In [1]:
import numpy as np
import pandas as pd
from sklearn.model_selection import train_test_split

In [2]:
def normalise_and_pad(sequence):
    ret = np.pad(np.array(sequence) / 255.0, ((0, 10-len(sequence)),(0,0)), 'wrap')
    return ret

df = pd.read_json('/Users/diogo/Kaggle/turkeyCompetition/dataset/train.json')
x_train = np.asarray([normalise_and_pad(x) for x in df['audio_embedding']], dtype='float32')
y_train = df['is_turkey'].values

# Split the data into 80% training, 10% cross-validation, 10% test
x_train, x_crossvalidation, y_train, y_crossvalidation = train_test_split(x_train,
                                                                          y_train,
                                                                          test_size=0.2)
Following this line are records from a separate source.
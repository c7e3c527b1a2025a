// src/resolve/schedule.rs

//! Build ordering
//!
//! Kahn's algorithm, grouped into batches: batch 0 holds every node with no
//! dependencies, batch *k* holds the nodes whose last dependency was
//! scheduled in batch *k - 1*. Nodes within a batch are independent and are
//! sorted by name, so the plan is fully deterministic.
//!
//! When nodes remain after Kahn's algorithm stalls, the graph has a cycle.
//! The error carries the shortest one, e.g. `[a, b, a]`.

use std::collections::{BTreeMap, BTreeSet, HashMap, VecDeque};
use tracing::{debug, info};

use crate::error::{Error, Result};
use crate::resolve::graph::BuildGraph;
use crate::resolve::options::ResolvedNode;

/// Ordered batches of nodes ready for installation
#[derive(Debug, Clone, Default, PartialEq, Eq)]
pub struct BuildPlan {
    batches: Vec<Vec<ResolvedNode>>,
}

impl BuildPlan {
    /// Wrap pre-computed batches without checking them; see [`BuildPlan::validate`]
    pub fn from_batches(batches: Vec<Vec<ResolvedNode>>) -> Self {
        Self { batches }
    }

    pub fn batches(&self) -> &[Vec<ResolvedNode>] {
        &self.batches
    }

    /// Total number of nodes
    pub fn len(&self) -> usize {
        self.batches.iter().map(Vec::len).sum()
    }

    pub fn is_empty(&self) -> bool {
        self.len() == 0
    }

    pub fn batch_count(&self) -> usize {
        self.batches.len()
    }

    /// Nodes in execution order
    pub fn nodes(&self) -> impl Iterator<Item = &ResolvedNode> {
        self.batches.iter().flatten()
    }

    /// Index of the batch containing `name`
    pub fn batch_index(&self, name: &str) -> Option<usize> {
        self.batches
            .iter()
            .position(|batch| batch.iter().any(|n| n.name() == name))
    }

    /// Names per batch, handy for logging and assertions
    pub fn names(&self) -> Vec<Vec<&str>> {
        self.batches
            .iter()
            .map(|batch| batch.iter().map(ResolvedNode::name).collect())
            .collect()
    }

    /// Check that every dependency sits in an earlier batch
    pub fn validate(&self) -> Result<()> {
        let mut placed: HashMap<&str, usize> = HashMap::new();
        for (index, batch) in self.batches.iter().enumerate() {
            for node in batch {
                if placed.insert(node.name(), index).is_some() {
                    return Err(Error::InvalidPlan(format!(
                        "'{}' appears more than once",
                        node.name()
                    )));
                }
            }
        }

        for (index, batch) in self.batches.iter().enumerate() {
            for node in batch {
                for dep in node.dependencies().keys() {
                    match placed.get(dep.as_str()) {
                        Some(&dep_index) if dep_index < index => {}
                        Some(&dep_index) => {
                            return Err(Error::InvalidPlan(format!(
                                "'{}' in batch {} depends on '{}' in batch {}",
                                node.name(),
                                index,
                                dep,
                                dep_index
                            )));
                        }
                        None => {
                            return Err(Error::InvalidPlan(format!(
                                "'{}' depends on '{}' which is not in the plan",
                                node.name(),
                                dep
                            )));
                        }
                    }
                }
            }
        }

        Ok(())
    }
}

/// Orders a [`BuildGraph`] into a [`BuildPlan`]
#[derive(Debug, Clone, Copy, Default)]
pub struct TopologicalScheduler;

impl TopologicalScheduler {
    pub fn new() -> Self {
        Self
    }

    /// Group the graph into dependency-ordered batches
    pub fn schedule(&self, graph: &BuildGraph) -> Result<BuildPlan> {
        let mut in_degrees: BTreeMap<&str, usize> = graph
            .nodes()
            .map(|node| {
                let count = graph.dependencies(node.name()).map_or(0, BTreeSet::len);
                (node.name(), count)
            })
            .collect();

        let mut ready: BTreeSet<&str> = in_degrees
            .iter()
            .filter(|&(_, deg)| *deg == 0)
            .map(|(name, _)| *name)
            .collect();

        let mut order: Vec<Vec<&str>> = Vec::new();

        while !ready.is_empty() {
            let batch: Vec<&str> = ready.iter().copied().collect();
            let mut next = BTreeSet::new();

            for name in &batch {
                in_degrees.remove(name);
                let Some(dependents) = graph.dependents(name) else {
                    continue;
                };
                for dependent in dependents {
                    if let Some(deg) = in_degrees.get_mut(dependent.as_str()) {
                        *deg = deg.saturating_sub(1);
                        if *deg == 0 {
                            next.insert(dependent.as_str());
                        }
                    }
                }
            }

            debug!("Batch {}: {}", order.len(), batch.join(", "));
            order.push(batch);
            ready = next;
        }

        if !in_degrees.is_empty() {
            let remaining: BTreeSet<&str> = in_degrees.keys().copied().collect();
            let cycle = shortest_cycle(graph, &remaining);
            return Err(Error::CyclicDependency { cycle });
        }

        let batches = order
            .into_iter()
            .map(|names| {
                names
                    .into_iter()
                    .filter_map(|name| graph.node(name).cloned())
                    .collect()
            })
            .collect();

        let plan = BuildPlan { batches };
        info!(
            "Scheduled {} formulas in {} batches",
            plan.len(),
            plan.batch_count()
        );
        Ok(plan)
    }
}

/// Shortest closed walk among `remaining`, starting from the smallest name
/// that achieves the minimum length
fn shortest_cycle(graph: &BuildGraph, remaining: &BTreeSet<&str>) -> Vec<String> {
    let mut best: Option<Vec<String>> = None;

    for &start in remaining {
        let Some(path) = cycle_through(graph, remaining, start) else {
            continue;
        };
        if best.as_ref().is_none_or(|b| path.len() < b.len()) {
            best = Some(path);
        }
    }

    best.unwrap_or_else(|| remaining.iter().map(|s| s.to_string()).collect())
}

/// Breadth-first search from `start` back to itself
fn cycle_through(graph: &BuildGraph, remaining: &BTreeSet<&str>, start: &str) -> Option<Vec<String>> {
    let mut parent: HashMap<&str, &str> = HashMap::new();
    let mut queue: VecDeque<&str> = VecDeque::new();
    queue.push_back(start);

    while let Some(current) = queue.pop_front() {
        let Some(deps) = graph.dependencies(current) else {
            continue;
        };
        for dep in deps {
            let dep = dep.as_str();
            if !remaining.contains(dep) {
                continue;
            }
            if dep == start {
                let mut chain = Vec::new();
                let mut cursor = current;
                while cursor != start {
                    chain.push(cursor.to_string());
                    cursor = parent.get(cursor).copied().unwrap_or(start);
                }
                chain.reverse();

                let mut path = Vec::with_capacity(chain.len() + 2);
                path.push(start.to_string());
                path.extend(chain);
                path.push(start.to_string());
                return Some(path);
            }
            if !parent.contains_key(dep) {
                parent.insert(dep, current);
                queue.push_back(dep);
            }
        }
    }

    None
}

#[cfg(test)]
mod tests {
    use super::*;
    use crate::formula::{DependencyKind, Formula};
    use crate::resolve::options::{OptionResolver, OptionSelection};
    use proptest::prelude::*;
    use std::sync::Arc;

    const CHECKSUM: &str =
        "sha256:dffd6021bb2bd5b0af676290809ec3a53191dd81c7f70a4b28688a362182986f";

    fn graph_of(layout: &[(&str, &[&str])]) -> BuildGraph {
        let mut graph = BuildGraph::default();
        for (name, deps) in layout {
            let formula = deps
                .iter()
                .fold(
                    Formula::builder(*name, "1.0").source(format!("{name}.tar"), CHECKSUM),
                    |b, dep| b.depends_on(*dep, DependencyKind::Required),
                )
                .build()
                .unwrap();
            graph.insert(OptionResolver::default().resolve(&Arc::new(formula), &OptionSelection::new()));
        }
        graph
    }

    fn cycle_of(graph: &BuildGraph) -> Vec<String> {
        match TopologicalScheduler::new().schedule(graph) {
            Err(Error::CyclicDependency { cycle }) => cycle,
            other => panic!("expected a cycle, got {other:?}"),
        }
    }

    #[test]
    fn test_simple_chain() {
        let graph = graph_of(&[("a", &[]), ("b", &["a"])]);
        let plan = TopologicalScheduler::new().schedule(&graph).unwrap();
        assert_eq!(plan.names(), vec![vec!["a"], vec!["b"]]);
        plan.validate().unwrap();
    }

    #[test]
    fn test_batches_sorted_lexicographically() {
        let graph = graph_of(&[
            ("zlib", &[]),
            ("libedit", &[]),
            ("openssl", &["zlib"]),
            ("ldns", &["openssl"]),
            ("openssh", &["openssl", "ldns", "libedit"]),
        ]);
        let plan = TopologicalScheduler::new().schedule(&graph).unwrap();
        assert_eq!(
            plan.names(),
            vec![
                vec!["libedit", "zlib"],
                vec!["openssl"],
                vec!["ldns"],
                vec!["openssh"],
            ]
        );
        assert_eq!(plan.batch_index("ldns"), Some(2));
        assert_eq!(plan.len(), 5);
    }

    #[test]
    fn test_empty_graph() {
        let plan = TopologicalScheduler::new().schedule(&BuildGraph::default()).unwrap();
        assert!(plan.is_empty());
        assert_eq!(plan.batch_count(), 0);
    }

    #[test]
    fn test_two_node_cycle() {
        let graph = graph_of(&[("a", &["b"]), ("b", &["a"])]);
        assert_eq!(cycle_of(&graph), vec!["a", "b", "a"]);
    }

    #[test]
    fn test_shortest_cycle_chosen() {
        // a -> b -> c -> a and d -> e -> d, plus f depending on the long cycle
        let graph = graph_of(&[
            ("a", &["b"]),
            ("b", &["c"]),
            ("c", &["a"]),
            ("d", &["e"]),
            ("e", &["d"]),
            ("f", &["a"]),
        ]);
        assert_eq!(cycle_of(&graph), vec!["d", "e", "d"]);
    }

    #[test]
    fn test_three_node_cycle_order() {
        let graph = graph_of(&[("c", &["a"]), ("a", &["b"]), ("b", &["c"]), ("root", &["c"])]);
        assert_eq!(cycle_of(&graph), vec!["a", "b", "c", "a"]);
    }

    #[test]
    fn test_validate_rejects_misordered_plan() {
        let graph = graph_of(&[("a", &[]), ("b", &["a"])]);
        let a = graph.node("a").unwrap().clone();
        let b = graph.node("b").unwrap().clone();

        let same_batch = BuildPlan::from_batches(vec![vec![a.clone(), b.clone()]]);
        assert!(matches!(same_batch.validate(), Err(Error::InvalidPlan(_))));

        let missing = BuildPlan::from_batches(vec![vec![b.clone()]]);
        assert!(missing.validate().is_err());

        let duplicated = BuildPlan::from_batches(vec![vec![a.clone()], vec![a, b]]);
        assert!(duplicated.validate().is_err());
    }

    // ============================================
    // Property-Based Tests
    // ============================================

    /// Random graphs over up to 10 nodes; `acyclic` restricts edges to
    /// lower-numbered nodes
    fn graph_strategy(acyclic: bool) -> impl Strategy<Value = BuildGraph> {
        (1usize..10)
            .prop_flat_map(|n| {
                (
                    Just(n),
                    proptest::collection::vec(proptest::collection::vec(any::<bool>(), n), n),
                )
            })
            .prop_map(move |(n, matrix)| {
                let names: Vec<String> = (0..n).map(|i| format!("n{i:02}")).collect();
                let layout: Vec<(String, Vec<String>)> = (0..n)
                    .map(|i| {
                        let deps = (0..n)
                            .filter(|&j| j != i && matrix[i][j] && (!acyclic || j < i))
                            .map(|j| names[j].clone())
                            .collect();
                        (names[i].clone(), deps)
                    })
                    .collect();

                let mut graph = BuildGraph::default();
                for (name, deps) in &layout {
                    let formula = deps
                        .iter()
                        .fold(
                            Formula::builder(name.clone(), "1").source("x.tar", CHECKSUM),
                            |b, dep| b.depends_on(dep.clone(), DependencyKind::Required),
                        )
                        .build()
                        .unwrap();
                    graph.insert(
                        OptionResolver::default()
                            .resolve(&Arc::new(formula), &OptionSelection::new()),
                    );
                }
                graph
            })
    }

    proptest! {
        #![proptest_config(ProptestConfig::with_cases(100))]

        /// Every node lands in exactly one batch, after all its dependencies
        #[test]
        fn prop_acyclic_graphs_schedule(graph in graph_strategy(true)) {
            let plan = TopologicalScheduler::new().schedule(&graph).unwrap();
            prop_assert_eq!(plan.len(), graph.len());
            prop_assert!(plan.validate().is_ok());

            for node in graph.nodes() {
                let index = plan.batch_index(node.name()).unwrap();
                for dep in node.dependencies().keys() {
                    prop_assert!(plan.batch_index(dep).unwrap() < index);
                }
            }

            for batch in plan.names() {
                let mut sorted = batch.clone();
                sorted.sort();
                prop_assert_eq!(batch, sorted);
            }
        }

        /// A failed schedule reports a real closed walk along graph edges
        #[test]
        fn prop_cycles_are_real(graph in graph_strategy(false)) {
            match TopologicalScheduler::new().schedule(&graph) {
                Ok(plan) => prop_assert!(plan.validate().is_ok()),
                Err(Error::CyclicDependency { cycle }) => {
                    prop_assert!(cycle.len() >= 3);
                    prop_assert_eq!(cycle.first(), cycle.last());
                    for pair in cycle.windows(2) {
                        prop_assert!(graph.dependencies(&pair[0]).unwrap().contains(&pair[1]));
                    }
                }
                Err(other) => prop_assert!(false, "unexpected error: {}", other),
            }
        }
    }
}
x_crossvalidation, x_test, y_crossvalidation, y_test = train_test_split(x_crossvalidation, 
                                                                        y_crossvalidation,
                                                                        test_size=0.5)

print(x_train.shape)

(956, 10, 128)


In [3]:
def get_batches(x_train, y_train, batch_size):
    current_index=0
    while current_index+batch_size < len(x_train):
        batch_x = np.asarray(x_train[current_index:current_index+batch_size], dtype='float32')
        batch_y = np.asarray(y_train[current_index:current_index+batch_size], dtype='float32')
        batch_y = batch_y.reshape(len(batch_y), 1)
        yield (batch_x, batch_y)
        current_index += batch_size

In [4]:
import tensorflow as tf

# Parameters
learning_rate = 0.00001
training_epochs = 60
batch_size = 100  # Decrease batch size if you don't have enough memory
display_step = 1

n_input = 10*128  # MNIST data input (img shape: 28*28)
n_classes = 1  # MNIST total classes (0-9 digits)

In [5]:
n_hidden_layer = 256 # layer number of features

In [6]:
# Store layers weight & bias
weights = {
    'hidden_layer': tf.Variable(tf.random_normal([n_input, n_hidden_layer])),
    'out': tf.Variable(tf.random_normal([n_hidden_layer, n_classes]))
}
biases = {
    'hidden_layer': tf.Variable(tf.random_normal([n_hidden_layer])),
    'out': tf.Variable(tf.random_normal([n_classes]))
}

In [7]:
# tf Graph input
x = tf.placeholder("float32", [None, 10, 128])
y = tf.placeholder("float32", [None, n_classes])

x_flat = tf.reshape(x, [-1, n_input])

x_flat = tf.Print(x_flat, [x_flat, tf.shape(x_flat)], "Xflat is: ")
y_flat = y
y_flat = tf.Print(y_flat, [y_flat, tf.shape(y_flat)], "Y is: ")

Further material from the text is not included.